(Beginning of Data extract)

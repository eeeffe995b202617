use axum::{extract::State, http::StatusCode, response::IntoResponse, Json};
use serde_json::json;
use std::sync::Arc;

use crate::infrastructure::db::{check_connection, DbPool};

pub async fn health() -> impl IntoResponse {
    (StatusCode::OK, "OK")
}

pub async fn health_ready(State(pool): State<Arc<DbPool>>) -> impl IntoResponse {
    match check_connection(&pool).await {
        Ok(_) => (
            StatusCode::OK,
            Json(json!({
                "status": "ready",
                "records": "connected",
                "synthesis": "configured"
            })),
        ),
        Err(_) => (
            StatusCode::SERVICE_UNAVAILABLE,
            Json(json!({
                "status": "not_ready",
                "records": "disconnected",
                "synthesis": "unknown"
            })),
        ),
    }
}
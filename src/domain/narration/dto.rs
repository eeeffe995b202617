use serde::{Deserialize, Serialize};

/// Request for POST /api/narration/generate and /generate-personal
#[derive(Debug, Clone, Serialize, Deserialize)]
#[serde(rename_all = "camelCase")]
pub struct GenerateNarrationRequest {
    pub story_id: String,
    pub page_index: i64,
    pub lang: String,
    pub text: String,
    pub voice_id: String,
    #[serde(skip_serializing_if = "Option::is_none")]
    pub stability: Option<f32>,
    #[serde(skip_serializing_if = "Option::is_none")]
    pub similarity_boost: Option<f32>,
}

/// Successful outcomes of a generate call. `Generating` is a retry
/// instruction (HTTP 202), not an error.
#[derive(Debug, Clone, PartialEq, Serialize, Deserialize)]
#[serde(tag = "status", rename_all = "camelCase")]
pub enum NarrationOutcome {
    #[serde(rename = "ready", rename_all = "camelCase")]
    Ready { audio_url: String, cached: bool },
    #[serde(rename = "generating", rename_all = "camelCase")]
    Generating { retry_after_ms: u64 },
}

(End of Data extract)
(Beginning of Data extract)

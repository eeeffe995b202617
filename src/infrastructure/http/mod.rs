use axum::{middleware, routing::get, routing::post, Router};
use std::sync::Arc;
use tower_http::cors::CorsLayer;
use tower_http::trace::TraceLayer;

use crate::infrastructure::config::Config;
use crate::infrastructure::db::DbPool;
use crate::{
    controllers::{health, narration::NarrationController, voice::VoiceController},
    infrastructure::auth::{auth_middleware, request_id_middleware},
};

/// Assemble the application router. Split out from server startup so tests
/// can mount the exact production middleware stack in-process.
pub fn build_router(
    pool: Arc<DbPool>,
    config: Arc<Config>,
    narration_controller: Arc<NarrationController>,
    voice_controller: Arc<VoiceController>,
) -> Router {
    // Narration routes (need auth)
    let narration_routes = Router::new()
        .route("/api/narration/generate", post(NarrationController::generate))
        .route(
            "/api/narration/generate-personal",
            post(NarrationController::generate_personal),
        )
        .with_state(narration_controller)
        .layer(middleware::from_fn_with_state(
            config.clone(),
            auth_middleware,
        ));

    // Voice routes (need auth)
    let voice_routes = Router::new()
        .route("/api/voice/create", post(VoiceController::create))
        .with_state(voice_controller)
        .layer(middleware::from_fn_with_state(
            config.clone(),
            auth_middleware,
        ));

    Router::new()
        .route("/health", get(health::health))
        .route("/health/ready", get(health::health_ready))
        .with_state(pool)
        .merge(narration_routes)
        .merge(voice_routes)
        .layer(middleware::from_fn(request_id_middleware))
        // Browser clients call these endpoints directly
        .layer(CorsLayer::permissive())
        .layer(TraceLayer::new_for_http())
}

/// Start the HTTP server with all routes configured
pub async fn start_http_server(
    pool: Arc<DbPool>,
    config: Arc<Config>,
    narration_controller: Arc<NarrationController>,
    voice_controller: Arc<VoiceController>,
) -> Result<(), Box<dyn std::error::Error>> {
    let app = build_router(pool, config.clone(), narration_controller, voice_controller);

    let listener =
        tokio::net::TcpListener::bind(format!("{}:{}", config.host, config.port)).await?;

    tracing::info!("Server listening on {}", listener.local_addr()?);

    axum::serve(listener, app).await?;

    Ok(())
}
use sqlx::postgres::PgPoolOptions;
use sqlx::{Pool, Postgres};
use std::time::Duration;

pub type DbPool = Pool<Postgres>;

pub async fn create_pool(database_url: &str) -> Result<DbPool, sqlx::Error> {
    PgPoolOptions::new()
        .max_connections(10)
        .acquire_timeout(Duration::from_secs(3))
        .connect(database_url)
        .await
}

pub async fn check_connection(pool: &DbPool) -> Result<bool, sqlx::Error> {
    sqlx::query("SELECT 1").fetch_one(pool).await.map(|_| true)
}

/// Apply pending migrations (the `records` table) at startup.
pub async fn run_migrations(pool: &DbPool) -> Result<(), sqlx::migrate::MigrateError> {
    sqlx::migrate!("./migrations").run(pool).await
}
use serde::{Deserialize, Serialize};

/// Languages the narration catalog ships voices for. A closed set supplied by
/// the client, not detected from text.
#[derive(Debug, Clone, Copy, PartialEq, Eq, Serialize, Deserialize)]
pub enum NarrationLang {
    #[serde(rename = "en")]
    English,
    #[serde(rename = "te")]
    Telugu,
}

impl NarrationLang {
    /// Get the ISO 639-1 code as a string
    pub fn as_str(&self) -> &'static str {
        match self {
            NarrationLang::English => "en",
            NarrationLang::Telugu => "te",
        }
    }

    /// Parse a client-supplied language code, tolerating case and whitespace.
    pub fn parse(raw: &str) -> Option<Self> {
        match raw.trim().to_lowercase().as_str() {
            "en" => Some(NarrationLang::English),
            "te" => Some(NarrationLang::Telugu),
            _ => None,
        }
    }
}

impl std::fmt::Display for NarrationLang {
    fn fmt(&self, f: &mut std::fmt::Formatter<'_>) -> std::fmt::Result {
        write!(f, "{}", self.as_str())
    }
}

(End of Data extract)

Only the lines holding the string "VoiceController" are needed; copy each of them from the material above.

    controllers::{health, narration::NarrationController, voice::VoiceController},
    voice_controller: Arc<VoiceController>,
        .route("/api/voice/create", post(VoiceController::create))
    voice_controller: Arc<VoiceController>,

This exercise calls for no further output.